● **Assignment**: Search the entries below for "windows". Report each line where it occurs.

● **Provided material**:
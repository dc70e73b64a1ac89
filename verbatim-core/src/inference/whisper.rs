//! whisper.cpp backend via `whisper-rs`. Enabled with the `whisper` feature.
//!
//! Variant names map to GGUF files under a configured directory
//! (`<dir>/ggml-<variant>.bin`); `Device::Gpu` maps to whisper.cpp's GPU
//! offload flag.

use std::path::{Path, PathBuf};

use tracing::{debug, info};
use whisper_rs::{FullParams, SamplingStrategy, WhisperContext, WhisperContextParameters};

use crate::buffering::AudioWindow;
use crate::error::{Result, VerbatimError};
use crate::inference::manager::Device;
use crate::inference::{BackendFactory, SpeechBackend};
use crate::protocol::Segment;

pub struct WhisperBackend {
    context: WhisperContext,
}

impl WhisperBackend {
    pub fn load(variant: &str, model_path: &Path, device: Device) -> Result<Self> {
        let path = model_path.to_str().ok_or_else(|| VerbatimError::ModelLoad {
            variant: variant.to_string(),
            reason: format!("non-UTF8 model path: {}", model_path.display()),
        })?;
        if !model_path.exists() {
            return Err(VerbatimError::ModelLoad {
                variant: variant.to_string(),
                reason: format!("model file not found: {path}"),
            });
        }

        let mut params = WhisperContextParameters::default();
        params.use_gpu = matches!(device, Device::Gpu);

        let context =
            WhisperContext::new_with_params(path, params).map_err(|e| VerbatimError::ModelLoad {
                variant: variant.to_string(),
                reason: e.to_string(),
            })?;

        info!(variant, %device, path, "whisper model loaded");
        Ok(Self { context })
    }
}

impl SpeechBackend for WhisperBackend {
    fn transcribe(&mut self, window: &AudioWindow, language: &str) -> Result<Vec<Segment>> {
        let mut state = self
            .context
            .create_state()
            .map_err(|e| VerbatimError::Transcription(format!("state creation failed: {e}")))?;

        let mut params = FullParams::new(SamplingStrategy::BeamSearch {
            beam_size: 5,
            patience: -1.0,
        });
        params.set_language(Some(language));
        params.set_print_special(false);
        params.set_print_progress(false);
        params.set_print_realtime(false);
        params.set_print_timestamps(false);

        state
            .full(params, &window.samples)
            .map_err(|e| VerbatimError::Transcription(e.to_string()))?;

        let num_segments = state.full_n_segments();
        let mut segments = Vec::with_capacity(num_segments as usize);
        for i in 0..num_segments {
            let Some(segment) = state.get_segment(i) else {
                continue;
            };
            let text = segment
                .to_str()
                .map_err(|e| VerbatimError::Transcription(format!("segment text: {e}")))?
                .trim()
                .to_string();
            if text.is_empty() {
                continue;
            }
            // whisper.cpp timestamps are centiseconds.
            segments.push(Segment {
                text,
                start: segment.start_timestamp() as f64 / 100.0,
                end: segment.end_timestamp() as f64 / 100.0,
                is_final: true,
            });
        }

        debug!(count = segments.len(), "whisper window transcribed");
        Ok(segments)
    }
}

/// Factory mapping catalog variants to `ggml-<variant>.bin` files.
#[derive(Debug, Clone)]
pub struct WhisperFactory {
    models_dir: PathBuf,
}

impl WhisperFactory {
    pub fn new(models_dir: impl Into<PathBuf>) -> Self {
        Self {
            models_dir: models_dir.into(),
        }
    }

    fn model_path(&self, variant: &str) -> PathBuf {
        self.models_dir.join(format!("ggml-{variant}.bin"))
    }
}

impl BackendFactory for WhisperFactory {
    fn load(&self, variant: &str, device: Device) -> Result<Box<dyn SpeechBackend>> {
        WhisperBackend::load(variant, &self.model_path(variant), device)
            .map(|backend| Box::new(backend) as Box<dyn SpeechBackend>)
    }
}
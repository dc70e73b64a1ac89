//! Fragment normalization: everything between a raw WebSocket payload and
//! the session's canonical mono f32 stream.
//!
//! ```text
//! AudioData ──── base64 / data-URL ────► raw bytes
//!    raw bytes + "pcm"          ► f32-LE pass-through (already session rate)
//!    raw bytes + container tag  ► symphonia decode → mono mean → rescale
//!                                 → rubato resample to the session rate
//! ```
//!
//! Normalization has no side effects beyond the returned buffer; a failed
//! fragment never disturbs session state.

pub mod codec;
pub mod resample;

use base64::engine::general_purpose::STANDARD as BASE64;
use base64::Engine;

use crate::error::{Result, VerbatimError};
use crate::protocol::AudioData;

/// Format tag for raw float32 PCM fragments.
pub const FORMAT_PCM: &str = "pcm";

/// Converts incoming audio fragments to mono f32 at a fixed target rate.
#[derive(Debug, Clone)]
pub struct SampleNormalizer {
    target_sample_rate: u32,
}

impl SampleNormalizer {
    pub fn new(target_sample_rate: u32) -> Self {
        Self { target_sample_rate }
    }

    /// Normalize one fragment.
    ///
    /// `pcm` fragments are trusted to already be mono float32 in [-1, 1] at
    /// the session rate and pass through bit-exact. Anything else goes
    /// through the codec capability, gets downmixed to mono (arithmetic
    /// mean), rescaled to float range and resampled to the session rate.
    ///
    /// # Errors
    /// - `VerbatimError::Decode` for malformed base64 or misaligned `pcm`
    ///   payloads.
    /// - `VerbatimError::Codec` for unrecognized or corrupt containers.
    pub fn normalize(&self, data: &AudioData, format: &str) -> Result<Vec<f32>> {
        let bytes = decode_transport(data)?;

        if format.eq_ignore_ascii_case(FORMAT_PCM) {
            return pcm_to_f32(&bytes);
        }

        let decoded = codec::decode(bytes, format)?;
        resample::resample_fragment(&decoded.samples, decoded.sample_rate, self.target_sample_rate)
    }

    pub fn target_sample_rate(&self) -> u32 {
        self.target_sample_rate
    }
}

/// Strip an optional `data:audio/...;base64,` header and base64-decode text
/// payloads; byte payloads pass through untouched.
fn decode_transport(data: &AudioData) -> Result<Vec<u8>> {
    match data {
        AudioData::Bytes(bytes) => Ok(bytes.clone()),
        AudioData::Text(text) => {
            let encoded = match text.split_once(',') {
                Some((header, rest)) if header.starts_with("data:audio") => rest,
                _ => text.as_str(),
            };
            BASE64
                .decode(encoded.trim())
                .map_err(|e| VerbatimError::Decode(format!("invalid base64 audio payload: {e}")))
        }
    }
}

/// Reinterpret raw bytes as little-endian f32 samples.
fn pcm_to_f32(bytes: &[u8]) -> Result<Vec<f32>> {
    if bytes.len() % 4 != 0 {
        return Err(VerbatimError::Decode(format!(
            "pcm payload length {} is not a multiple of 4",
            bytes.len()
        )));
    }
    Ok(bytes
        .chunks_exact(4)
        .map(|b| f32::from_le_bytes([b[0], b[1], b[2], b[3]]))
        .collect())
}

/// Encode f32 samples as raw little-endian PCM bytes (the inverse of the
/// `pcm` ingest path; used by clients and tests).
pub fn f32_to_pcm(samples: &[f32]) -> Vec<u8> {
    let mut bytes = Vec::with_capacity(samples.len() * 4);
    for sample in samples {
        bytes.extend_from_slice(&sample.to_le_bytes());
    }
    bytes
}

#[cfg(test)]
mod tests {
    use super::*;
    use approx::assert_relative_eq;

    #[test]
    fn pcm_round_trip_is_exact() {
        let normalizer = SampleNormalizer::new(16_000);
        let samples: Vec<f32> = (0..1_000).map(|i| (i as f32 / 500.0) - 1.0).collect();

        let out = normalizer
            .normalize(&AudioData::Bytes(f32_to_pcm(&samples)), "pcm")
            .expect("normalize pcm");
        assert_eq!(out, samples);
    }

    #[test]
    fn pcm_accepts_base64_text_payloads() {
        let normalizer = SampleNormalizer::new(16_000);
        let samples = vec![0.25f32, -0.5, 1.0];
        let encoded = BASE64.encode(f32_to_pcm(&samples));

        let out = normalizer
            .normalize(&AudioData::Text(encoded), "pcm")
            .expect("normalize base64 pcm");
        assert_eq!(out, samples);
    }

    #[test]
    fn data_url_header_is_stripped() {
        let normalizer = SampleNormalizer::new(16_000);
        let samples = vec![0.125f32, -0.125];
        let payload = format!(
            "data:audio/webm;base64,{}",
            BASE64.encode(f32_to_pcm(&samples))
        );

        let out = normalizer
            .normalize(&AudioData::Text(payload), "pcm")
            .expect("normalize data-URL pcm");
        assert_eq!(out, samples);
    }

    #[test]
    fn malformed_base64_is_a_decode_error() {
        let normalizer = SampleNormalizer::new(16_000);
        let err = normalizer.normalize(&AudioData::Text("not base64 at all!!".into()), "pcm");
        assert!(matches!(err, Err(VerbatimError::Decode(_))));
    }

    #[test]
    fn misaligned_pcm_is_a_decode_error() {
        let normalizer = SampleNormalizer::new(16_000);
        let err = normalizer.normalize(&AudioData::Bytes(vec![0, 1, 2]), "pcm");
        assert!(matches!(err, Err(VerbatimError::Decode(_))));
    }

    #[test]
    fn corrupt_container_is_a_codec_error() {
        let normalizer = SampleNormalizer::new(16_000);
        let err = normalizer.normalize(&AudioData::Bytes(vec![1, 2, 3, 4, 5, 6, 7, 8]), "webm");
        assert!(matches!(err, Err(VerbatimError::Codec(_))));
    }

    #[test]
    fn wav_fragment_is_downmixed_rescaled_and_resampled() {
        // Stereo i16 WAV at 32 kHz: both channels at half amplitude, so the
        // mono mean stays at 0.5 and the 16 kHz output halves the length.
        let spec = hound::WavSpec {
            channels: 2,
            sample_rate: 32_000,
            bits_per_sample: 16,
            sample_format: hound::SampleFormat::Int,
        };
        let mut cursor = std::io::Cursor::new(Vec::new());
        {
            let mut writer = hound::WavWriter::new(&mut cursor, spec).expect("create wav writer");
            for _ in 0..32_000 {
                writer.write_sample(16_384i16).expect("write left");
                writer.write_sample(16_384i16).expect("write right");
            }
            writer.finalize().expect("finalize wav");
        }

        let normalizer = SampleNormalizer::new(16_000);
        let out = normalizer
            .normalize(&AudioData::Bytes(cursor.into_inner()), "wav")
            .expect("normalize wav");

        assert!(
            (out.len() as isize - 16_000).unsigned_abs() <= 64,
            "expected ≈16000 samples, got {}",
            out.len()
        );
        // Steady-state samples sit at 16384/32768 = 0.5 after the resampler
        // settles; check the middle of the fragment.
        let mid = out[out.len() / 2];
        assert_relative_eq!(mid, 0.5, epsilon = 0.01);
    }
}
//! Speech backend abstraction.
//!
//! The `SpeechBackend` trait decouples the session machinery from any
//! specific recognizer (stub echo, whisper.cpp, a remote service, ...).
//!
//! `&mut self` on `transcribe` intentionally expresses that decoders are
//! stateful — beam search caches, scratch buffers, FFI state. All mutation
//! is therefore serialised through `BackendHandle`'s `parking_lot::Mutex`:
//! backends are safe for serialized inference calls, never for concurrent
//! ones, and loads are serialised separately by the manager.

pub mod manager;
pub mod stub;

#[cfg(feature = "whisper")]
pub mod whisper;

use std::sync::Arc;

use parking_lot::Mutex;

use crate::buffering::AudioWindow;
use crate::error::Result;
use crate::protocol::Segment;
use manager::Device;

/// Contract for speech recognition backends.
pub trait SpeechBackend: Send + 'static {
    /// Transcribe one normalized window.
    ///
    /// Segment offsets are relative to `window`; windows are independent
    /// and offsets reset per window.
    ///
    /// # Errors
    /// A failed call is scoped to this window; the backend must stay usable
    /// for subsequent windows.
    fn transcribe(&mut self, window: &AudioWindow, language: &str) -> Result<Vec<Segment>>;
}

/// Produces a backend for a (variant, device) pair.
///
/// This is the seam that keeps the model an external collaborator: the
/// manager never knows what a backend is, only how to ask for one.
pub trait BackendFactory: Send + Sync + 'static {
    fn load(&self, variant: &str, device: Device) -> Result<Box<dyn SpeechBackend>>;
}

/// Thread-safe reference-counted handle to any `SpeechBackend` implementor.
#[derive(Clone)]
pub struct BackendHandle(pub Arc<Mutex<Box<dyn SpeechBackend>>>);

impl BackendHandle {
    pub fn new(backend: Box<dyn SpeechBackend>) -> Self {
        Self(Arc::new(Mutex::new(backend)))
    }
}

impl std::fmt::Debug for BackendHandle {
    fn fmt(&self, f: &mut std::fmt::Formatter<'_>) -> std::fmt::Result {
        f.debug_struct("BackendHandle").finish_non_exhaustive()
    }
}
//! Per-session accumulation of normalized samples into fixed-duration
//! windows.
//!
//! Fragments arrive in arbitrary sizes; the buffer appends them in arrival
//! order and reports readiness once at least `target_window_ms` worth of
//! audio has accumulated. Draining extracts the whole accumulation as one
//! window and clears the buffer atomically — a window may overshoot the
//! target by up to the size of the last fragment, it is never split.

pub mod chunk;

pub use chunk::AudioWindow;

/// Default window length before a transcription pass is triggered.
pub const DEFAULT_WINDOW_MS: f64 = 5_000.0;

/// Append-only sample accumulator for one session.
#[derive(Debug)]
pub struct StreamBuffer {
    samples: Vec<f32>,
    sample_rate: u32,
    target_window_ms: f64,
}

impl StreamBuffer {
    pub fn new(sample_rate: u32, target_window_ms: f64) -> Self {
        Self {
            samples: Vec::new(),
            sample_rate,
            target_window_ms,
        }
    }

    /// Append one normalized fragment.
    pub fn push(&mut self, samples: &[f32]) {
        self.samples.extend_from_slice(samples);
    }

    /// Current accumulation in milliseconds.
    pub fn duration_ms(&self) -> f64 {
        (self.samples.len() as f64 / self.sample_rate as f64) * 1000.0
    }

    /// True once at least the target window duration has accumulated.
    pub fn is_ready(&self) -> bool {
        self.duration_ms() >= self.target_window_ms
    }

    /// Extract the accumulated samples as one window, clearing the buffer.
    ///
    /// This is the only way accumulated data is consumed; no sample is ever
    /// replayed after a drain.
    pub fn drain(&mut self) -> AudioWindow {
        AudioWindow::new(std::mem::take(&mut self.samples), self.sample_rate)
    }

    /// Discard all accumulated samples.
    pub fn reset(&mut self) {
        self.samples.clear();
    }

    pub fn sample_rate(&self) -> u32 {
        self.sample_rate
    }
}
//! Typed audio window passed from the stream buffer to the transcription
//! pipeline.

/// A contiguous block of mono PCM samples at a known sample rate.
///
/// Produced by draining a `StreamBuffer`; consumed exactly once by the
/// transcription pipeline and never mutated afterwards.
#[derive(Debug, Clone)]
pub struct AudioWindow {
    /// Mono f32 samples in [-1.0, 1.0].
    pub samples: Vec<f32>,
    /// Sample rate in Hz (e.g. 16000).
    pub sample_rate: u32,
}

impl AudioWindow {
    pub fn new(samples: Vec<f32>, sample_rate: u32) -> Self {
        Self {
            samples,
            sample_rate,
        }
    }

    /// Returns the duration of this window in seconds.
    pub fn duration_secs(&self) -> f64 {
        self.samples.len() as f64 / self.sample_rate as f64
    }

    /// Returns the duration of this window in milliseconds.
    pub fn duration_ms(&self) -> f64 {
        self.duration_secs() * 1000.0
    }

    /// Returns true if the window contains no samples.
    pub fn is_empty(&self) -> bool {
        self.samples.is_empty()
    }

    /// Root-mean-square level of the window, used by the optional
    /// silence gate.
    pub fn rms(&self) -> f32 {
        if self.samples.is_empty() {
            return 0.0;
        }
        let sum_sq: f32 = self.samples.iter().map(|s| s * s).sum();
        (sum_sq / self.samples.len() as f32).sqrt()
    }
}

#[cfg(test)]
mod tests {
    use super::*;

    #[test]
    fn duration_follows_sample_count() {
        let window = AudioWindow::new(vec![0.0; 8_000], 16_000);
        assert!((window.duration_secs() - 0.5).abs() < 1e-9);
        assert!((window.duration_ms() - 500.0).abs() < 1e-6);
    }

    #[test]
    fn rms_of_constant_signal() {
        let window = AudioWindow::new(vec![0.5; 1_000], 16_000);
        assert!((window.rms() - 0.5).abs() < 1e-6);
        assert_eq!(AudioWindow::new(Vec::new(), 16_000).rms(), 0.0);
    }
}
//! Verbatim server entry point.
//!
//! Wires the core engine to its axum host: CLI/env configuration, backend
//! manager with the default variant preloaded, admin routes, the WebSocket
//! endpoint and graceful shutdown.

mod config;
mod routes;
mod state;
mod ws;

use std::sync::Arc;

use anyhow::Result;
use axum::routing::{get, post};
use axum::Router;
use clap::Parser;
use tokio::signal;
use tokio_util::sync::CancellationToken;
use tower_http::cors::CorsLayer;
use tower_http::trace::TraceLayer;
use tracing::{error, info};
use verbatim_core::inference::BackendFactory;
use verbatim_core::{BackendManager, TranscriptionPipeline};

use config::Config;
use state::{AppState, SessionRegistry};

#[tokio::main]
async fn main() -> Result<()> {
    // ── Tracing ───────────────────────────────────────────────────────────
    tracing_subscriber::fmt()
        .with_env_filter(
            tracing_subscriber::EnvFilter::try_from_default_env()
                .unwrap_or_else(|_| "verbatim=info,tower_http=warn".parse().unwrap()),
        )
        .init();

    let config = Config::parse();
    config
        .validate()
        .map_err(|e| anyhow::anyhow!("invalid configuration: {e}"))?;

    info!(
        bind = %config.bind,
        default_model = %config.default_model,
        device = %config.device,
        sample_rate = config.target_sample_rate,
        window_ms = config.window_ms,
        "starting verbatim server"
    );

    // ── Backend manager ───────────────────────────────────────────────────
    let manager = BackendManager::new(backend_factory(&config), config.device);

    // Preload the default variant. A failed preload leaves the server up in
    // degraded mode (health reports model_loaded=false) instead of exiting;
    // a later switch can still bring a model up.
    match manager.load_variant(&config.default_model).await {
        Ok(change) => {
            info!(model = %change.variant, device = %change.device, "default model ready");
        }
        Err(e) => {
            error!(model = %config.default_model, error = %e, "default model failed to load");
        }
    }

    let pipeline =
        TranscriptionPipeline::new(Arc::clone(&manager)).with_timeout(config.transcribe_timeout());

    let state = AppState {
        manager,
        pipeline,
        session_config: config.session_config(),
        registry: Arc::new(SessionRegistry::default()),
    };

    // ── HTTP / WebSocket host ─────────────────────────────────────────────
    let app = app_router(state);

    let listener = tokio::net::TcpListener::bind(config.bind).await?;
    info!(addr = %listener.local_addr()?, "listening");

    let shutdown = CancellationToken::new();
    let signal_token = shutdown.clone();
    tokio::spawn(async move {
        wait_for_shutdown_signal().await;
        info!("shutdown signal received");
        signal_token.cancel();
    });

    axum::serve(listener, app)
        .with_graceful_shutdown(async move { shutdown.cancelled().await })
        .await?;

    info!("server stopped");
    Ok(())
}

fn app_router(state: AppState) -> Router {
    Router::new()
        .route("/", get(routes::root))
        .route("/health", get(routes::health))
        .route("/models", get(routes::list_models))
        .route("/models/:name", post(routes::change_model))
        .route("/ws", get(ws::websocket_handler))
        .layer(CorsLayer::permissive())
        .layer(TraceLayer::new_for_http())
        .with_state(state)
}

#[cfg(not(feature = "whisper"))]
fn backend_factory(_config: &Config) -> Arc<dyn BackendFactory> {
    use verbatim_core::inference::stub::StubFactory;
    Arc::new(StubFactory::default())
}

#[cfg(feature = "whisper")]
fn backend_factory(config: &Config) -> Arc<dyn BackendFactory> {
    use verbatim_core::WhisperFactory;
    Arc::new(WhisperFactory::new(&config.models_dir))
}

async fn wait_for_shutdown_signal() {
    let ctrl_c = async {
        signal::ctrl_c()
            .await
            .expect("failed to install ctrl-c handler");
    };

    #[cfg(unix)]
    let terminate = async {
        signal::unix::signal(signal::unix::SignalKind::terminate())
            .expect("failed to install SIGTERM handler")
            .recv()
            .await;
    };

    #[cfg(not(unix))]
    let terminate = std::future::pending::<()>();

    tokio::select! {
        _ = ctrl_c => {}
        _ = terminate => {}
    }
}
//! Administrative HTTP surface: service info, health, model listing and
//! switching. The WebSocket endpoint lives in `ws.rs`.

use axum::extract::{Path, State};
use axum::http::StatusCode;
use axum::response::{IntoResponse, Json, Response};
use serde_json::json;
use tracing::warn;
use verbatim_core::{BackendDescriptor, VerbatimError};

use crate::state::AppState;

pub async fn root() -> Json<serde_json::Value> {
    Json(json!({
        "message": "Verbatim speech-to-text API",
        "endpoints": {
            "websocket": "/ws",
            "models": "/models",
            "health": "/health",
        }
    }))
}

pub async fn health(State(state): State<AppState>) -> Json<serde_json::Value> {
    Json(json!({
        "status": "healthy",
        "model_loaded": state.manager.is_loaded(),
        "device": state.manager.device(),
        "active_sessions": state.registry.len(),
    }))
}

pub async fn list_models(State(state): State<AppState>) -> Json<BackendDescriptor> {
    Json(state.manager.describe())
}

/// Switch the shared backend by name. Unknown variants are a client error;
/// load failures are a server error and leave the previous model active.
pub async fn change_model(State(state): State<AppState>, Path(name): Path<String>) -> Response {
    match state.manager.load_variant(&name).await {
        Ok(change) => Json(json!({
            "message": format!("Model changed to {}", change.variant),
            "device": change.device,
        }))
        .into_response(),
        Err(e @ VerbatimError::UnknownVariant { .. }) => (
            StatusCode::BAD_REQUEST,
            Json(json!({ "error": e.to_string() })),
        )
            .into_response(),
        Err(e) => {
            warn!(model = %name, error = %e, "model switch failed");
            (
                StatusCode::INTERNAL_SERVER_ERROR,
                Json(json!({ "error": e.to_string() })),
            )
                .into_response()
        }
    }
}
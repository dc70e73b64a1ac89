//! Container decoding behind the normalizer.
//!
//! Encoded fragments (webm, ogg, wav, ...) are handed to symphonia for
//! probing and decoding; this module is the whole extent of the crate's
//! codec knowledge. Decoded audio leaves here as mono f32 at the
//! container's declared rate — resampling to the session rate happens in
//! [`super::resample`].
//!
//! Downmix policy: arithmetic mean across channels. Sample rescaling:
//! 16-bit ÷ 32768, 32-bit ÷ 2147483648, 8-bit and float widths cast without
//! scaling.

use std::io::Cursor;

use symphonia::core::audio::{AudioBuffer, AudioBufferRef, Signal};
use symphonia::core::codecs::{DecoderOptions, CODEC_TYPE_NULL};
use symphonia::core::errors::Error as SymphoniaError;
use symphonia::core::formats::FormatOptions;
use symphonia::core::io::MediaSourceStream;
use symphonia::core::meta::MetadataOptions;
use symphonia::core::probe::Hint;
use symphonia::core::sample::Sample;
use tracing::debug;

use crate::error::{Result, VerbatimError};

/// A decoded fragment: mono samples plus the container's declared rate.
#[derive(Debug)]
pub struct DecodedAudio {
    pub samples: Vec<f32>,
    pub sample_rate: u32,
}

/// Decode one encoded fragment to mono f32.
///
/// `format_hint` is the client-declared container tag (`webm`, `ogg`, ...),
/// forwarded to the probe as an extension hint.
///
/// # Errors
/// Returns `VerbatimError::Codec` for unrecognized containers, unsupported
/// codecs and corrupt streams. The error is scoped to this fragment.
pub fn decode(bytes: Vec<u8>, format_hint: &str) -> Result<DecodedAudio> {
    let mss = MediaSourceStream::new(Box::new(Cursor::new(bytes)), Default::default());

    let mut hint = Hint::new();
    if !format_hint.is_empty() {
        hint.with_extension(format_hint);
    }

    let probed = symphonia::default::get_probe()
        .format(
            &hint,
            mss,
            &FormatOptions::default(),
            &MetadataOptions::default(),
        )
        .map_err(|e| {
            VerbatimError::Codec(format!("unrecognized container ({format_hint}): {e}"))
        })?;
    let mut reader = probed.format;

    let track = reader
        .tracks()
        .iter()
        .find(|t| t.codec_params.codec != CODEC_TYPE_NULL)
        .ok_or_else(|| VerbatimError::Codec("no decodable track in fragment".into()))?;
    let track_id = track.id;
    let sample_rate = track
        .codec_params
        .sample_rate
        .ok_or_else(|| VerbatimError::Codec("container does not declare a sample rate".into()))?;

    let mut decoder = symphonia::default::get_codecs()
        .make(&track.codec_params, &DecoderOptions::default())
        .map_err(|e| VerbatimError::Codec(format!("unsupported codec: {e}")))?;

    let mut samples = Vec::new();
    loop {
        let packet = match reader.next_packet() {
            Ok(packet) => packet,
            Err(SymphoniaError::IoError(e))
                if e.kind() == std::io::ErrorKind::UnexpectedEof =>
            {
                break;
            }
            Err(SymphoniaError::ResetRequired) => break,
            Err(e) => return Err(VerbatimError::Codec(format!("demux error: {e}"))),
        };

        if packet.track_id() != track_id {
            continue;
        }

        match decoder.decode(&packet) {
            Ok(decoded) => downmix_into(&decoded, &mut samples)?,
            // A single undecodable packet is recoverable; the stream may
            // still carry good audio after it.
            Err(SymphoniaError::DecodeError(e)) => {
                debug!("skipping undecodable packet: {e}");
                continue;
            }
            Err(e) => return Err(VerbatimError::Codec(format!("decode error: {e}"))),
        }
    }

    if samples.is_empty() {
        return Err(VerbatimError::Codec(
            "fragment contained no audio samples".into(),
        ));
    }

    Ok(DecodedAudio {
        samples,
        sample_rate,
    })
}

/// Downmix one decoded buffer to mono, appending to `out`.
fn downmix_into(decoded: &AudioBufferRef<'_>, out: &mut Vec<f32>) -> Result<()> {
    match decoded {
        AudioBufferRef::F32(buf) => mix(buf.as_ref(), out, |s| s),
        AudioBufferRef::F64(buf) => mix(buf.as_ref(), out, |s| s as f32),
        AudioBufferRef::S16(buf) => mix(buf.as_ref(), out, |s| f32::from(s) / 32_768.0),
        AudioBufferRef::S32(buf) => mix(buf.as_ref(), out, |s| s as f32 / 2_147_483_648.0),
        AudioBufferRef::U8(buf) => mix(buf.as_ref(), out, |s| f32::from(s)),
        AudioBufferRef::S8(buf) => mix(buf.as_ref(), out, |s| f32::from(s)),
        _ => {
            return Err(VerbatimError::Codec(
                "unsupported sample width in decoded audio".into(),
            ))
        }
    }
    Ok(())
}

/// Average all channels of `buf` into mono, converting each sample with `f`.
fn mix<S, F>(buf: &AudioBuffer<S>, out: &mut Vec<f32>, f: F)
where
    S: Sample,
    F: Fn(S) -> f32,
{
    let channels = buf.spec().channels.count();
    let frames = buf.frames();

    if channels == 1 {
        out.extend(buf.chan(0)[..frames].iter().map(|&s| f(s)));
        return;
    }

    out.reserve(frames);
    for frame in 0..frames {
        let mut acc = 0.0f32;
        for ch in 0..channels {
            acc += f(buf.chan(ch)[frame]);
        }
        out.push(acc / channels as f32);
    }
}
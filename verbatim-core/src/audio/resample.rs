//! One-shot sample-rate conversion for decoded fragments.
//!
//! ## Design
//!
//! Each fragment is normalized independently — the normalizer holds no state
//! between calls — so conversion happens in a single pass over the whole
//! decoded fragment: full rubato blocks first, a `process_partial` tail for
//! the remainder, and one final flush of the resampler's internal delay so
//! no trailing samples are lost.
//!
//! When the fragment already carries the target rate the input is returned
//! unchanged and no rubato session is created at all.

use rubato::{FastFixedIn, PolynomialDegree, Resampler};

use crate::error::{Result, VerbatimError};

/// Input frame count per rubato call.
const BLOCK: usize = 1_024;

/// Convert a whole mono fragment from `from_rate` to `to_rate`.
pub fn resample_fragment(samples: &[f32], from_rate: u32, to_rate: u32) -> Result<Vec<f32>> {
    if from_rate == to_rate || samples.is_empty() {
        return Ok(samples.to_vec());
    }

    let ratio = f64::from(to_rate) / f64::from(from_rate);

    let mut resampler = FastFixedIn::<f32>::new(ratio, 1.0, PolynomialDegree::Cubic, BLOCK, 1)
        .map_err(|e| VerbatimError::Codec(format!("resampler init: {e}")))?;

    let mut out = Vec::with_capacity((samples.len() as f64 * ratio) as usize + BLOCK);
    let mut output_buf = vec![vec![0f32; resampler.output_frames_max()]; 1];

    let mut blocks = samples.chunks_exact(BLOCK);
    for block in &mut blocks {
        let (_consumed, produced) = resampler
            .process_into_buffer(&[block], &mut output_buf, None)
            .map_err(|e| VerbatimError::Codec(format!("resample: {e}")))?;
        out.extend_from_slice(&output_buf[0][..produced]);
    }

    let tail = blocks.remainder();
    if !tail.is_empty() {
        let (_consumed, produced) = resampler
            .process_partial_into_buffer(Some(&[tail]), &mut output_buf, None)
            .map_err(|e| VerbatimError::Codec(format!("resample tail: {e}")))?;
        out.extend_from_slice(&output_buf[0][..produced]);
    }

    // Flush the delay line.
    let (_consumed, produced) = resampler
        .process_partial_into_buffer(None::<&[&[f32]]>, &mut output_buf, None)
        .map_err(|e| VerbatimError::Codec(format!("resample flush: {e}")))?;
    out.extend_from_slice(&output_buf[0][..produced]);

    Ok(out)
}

● **Finished task**:
    /// Segment offsets are relative to `window`; windows are independent
    /// for subsequent windows.
//! windows.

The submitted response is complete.